--- Records to use ---

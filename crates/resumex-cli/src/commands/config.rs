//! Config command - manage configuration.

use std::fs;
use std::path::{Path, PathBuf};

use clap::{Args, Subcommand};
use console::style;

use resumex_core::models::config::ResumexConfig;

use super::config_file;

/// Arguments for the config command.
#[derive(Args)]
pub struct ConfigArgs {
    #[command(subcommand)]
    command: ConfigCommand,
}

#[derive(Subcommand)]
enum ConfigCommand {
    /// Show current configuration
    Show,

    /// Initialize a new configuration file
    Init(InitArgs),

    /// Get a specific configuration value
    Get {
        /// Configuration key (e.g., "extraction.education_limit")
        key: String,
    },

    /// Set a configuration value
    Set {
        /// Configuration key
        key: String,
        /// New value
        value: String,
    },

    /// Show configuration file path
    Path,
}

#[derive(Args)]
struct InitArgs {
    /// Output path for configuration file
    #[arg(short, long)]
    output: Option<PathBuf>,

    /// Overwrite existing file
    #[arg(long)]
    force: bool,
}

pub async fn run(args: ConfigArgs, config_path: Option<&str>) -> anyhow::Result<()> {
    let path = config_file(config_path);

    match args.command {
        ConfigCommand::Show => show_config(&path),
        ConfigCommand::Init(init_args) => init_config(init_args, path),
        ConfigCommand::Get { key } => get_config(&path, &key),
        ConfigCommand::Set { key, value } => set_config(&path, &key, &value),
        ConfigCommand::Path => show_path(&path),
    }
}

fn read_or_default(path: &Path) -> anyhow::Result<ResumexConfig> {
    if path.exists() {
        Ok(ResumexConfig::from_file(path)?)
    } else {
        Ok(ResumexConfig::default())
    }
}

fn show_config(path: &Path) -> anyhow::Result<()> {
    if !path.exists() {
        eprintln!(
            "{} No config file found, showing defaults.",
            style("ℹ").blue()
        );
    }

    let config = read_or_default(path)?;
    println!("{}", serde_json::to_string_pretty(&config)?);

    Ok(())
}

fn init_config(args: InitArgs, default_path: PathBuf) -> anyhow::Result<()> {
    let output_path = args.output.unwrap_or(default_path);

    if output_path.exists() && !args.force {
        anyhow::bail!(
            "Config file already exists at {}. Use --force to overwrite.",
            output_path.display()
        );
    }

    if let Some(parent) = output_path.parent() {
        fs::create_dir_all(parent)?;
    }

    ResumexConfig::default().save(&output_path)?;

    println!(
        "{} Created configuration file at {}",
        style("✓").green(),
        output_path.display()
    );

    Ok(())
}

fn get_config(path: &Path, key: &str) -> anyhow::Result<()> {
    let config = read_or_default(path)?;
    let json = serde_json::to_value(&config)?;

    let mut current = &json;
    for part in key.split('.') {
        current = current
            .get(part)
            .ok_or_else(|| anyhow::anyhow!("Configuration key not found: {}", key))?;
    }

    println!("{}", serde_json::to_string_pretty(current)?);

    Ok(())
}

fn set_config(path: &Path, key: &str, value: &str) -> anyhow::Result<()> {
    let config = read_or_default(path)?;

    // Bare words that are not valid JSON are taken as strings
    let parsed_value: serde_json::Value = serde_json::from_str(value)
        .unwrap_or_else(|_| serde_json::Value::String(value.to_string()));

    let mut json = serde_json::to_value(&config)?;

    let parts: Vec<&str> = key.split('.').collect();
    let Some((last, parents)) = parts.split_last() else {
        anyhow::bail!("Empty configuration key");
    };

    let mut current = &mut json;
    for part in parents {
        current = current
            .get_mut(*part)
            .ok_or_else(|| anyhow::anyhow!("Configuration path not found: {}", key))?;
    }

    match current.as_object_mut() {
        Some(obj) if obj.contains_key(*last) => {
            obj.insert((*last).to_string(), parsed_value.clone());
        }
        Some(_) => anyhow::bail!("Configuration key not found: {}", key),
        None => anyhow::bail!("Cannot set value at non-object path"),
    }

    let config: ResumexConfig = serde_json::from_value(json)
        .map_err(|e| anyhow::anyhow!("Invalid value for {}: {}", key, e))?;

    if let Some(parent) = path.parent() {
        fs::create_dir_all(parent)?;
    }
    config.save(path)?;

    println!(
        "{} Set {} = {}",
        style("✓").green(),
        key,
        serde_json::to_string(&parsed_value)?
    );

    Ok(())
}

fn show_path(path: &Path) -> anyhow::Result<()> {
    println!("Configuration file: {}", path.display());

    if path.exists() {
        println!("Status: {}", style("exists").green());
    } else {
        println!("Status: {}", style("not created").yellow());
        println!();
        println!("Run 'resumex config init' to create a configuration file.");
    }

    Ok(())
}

---

▶ **Exercise requirements**: Once more, write out the records exactly as they are.

▶ **Exercise result**:
filename crates/resumex-cli/src/commands/config.rs
//! Config command - manage configuration.

use std::fs;
use std::path::{Path, PathBuf};

use clap::{Args, Subcommand};
use console::style;

use resumex_core::models::config::ResumexConfig;

use super::config_file;

/// Arguments for the config command.
#[derive(Args)]
pub struct ConfigArgs {
    #[command(subcommand)]
    command: ConfigCommand,
}

#[derive(Subcommand)]
enum ConfigCommand {
    /// Show current configuration
    Show,

    /// Initialize a new configuration file
    Init(InitArgs),

    /// Get a specific configuration value
    Get {
        /// Configuration key (e.g., "extraction.education_limit")
        key: String,
    },

    /// Set a configuration value
    Set {
        /// Configuration key
        key: String,
        /// New value
        value: String,
    },

    /// Show configuration file path
    Path,
}

#[derive(Args)]
struct InitArgs {
    /// Output path for configuration file
    #[arg(short, long)]
    output: Option<PathBuf>,

    /// Overwrite existing file
    #[arg(long)]
    force: bool,
}

pub async fn run(args: ConfigArgs, config_path: Option<&str>) -> anyhow::Result<()> {
    let path = config_file(config_path);

    match args.command {
        ConfigCommand::Show => show_config(&path),
        ConfigCommand::Init(init_args) => init_config(init_args, path),
        ConfigCommand::Get { key } => get_config(&path, &key),
        ConfigCommand::Set { key, value } => set_config(&path, &key, &value),
        ConfigCommand::Path => show_path(&path),
    }
}

fn read_or_default(path: &Path) -> anyhow::Result<ResumexConfig> {
    if path.exists() {
        Ok(ResumexConfig::from_file(path)?)
    } else {
        Ok(ResumexConfig::default())
    }
}

fn show_config(path: &Path) -> anyhow::Result<()> {
    if !path.exists() {
        eprintln!(
            "{} No config file found, showing defaults.",
            style("ℹ").blue()
        );
    }

    let config = read_or_default(path)?;
    println!("{}", serde_json::to_string_pretty(&config)?);

    Ok(())
}

fn init_config(args: InitArgs, default_path: PathBuf) -> anyhow::Result<()> {
    let output_path = args.output.unwrap_or(default_path);

    if output_path.exists() && !args.force {
        anyhow::bail!(
            "Config file already exists at {}. Use --force to overwrite.",
            output_path.display()
        );
    }

    if let Some(parent) = output_path.parent() {
        fs::create_dir_all(parent)?;
    }

    ResumexConfig::default().save(&output_path)?;

    println!(
        "{} Created configuration file at {}",
        style("✓").green(),
        output_path.display()
    );

    Ok(())
}

fn get_config(path: &Path, key: &str) -> anyhow::Result<()> {
    let config = read_or_default(path)?;
    let json = serde_json::to_value(&config)?;

    let mut current = &json;
    for part in key.split('.') {
        current = current
            .get(part)
            .ok_or_else(|| anyhow::anyhow!("Configuration key not found: {}", key))?;
    }

    println!("{}", serde_json::to_string_pretty(current)?);

    Ok(())
}

fn set_config(path: &Path, key: &str, value: &str) -> anyhow::Result<()> {
    let config = read_or_default(path)?;

    // Bare words that are not valid JSON are taken as strings
    let parsed_value: serde_json::Value = serde_json::from_str(value)
        .unwrap_or_else(|_| serde_json::Value::String(value.to_string()));

    let mut json = serde_json::to_value(&config)?;

    let parts: Vec<&str> = key.split('.').collect();
    let Some((last, parents)) = parts.split_last() else {
        anyhow::bail!("Empty configuration key");
    };

    let mut current = &mut json;
    for part in parents {
        current = current
            .get_mut(*part)
            .ok_or_else(|| anyhow::anyhow!("Configuration path not found: {}", key))?;
    }

    match current.as_object_mut() {
        Some(obj) if obj.contains_key(*last) => {
            obj.insert((*last).to_string(), parsed_value.clone());
        }
        Some(_) => anyhow::bail!("Configuration key not found: {}", key),
        None => anyhow::bail!("Cannot set value at non-object path"),
    }

    let config: ResumexConfig = serde_json::from_value(json)
        .map_err(|e| anyhow::anyhow!("Invalid value for {}: {}", key, e))?;

    if let Some(parent) = path.parent() {
        fs::create_dir_all(parent)?;
    }
    config.save(path)?;

    println!(
        "{} Set {} = {}",
        style("✓").green(),
        key,
        serde_json::to_string(&parsed_value)?
    );

    Ok(())
}

fn show_path(path: &Path) -> anyhow::Result<()> {
    println!("Configuration file: {}", path.display());

    if path.exists() {
        println!("Status: {}", style("exists").green());
    } else {
        println!("Status: {}", style("not created").yellow());
        println!();
        println!("Run 'resumex config init' to create a configuration file.");
    }

    Ok(())
}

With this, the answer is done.